GOAL OF THE EXERCISE —
Write out the lines of the records from the one containing "large as the" to the very last, keeping each exactly as it is.

*** Opening of RECORDS SHOWN ***

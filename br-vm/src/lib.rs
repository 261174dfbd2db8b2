//! ByteRunner virtual machine
//!
//! A small stack machine over untyped 64-bit words. Programs are loaded from the
//! versioned binary [`image`] format (or straight from the assembler) and executed one
//! instruction at a time by [`runtime::machine::VM`].

pub mod image;
pub mod isa;
pub mod runtime;

pub use image::{Image, ImageError};
pub use isa::{Instruction, Opcode, Word};
pub use runtime::machine::{Fault, Native, NativeTableFull, VM};

use tracing_subscriber::{EnvFilter, fmt};

pub const STACK_CAPACITY: usize = 1024;
pub const PROGRAM_CAPACITY: usize = 1024;
pub const NATIVE_CAPACITY: usize = 1024;
pub const MEMORY_CAPACITY: usize = 640 * 1000;

/// Capacities shared by the assembler and the machine.
///
/// An image is only loadable by a machine whose limits are at least as large as the
/// ones the image was built against.
#[derive(Debug, Clone, Copy, PartialEq, Eq)]
pub struct Limits {
    /// Operand stack size, in words.
    pub stack_capacity: usize,
    /// Program size, in instructions.
    pub program_capacity: usize,
    /// Addressable memory, in bytes.
    pub memory_capacity: usize,
    /// Number of native callbacks that can be registered.
    pub native_capacity: usize,
}

impl Default for Limits {
    fn default() -> Self {
        Self {
            stack_capacity: STACK_CAPACITY,
            program_capacity: PROGRAM_CAPACITY,
            memory_capacity: MEMORY_CAPACITY,
            native_capacity: NATIVE_CAPACITY,
        }
    }
}

/// Install the stderr logger shared by the command line tools.
///
/// `RUST_LOG` overrides the default `warn` filter.
pub fn init_logging() {
    let filter = EnvFilter::try_from_default_env().unwrap_or_else(|_| EnvFilter::new("warn"));

    fmt()
        .with_env_filter(filter)
        .with_target(false)
        .with_writer(std::io::stderr)
        .init();
}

*** Close of RECORDS SHOWN ***

ANSWER TO THE PROBLEM —
/// An image is only loadable by a machine whose limits are at least as large as the
/// ones the image was built against.
#[derive(Debug, Clone, Copy, PartialEq, Eq)]
pub struct Limits {
    /// Operand stack size, in words.
    pub stack_capacity: usize,
    /// Program size, in instructions.
    pub program_capacity: usize,
    /// Addressable memory, in bytes.
    pub memory_capacity: usize,
    /// Number of native callbacks that can be registered.
    pub native_capacity: usize,
}

impl Default for Limits {
    fn default() -> Self {
        Self {
            stack_capacity: STACK_CAPACITY,
            program_capacity: PROGRAM_CAPACITY,
            memory_capacity: MEMORY_CAPACITY,
            native_capacity: NATIVE_CAPACITY,
        }
    }
}

/// Install the stderr logger shared by the command line tools.
///
/// `RUST_LOG` overrides the default `warn` filter.
pub fn init_logging() {
    let filter = EnvFilter::try_from_default_env().unwrap_or_else(|_| EnvFilter::new("warn"));

    fmt()
        .with_env_filter(filter)
        .with_target(false)
        .with_writer(std::io::stderr)
        .init();
}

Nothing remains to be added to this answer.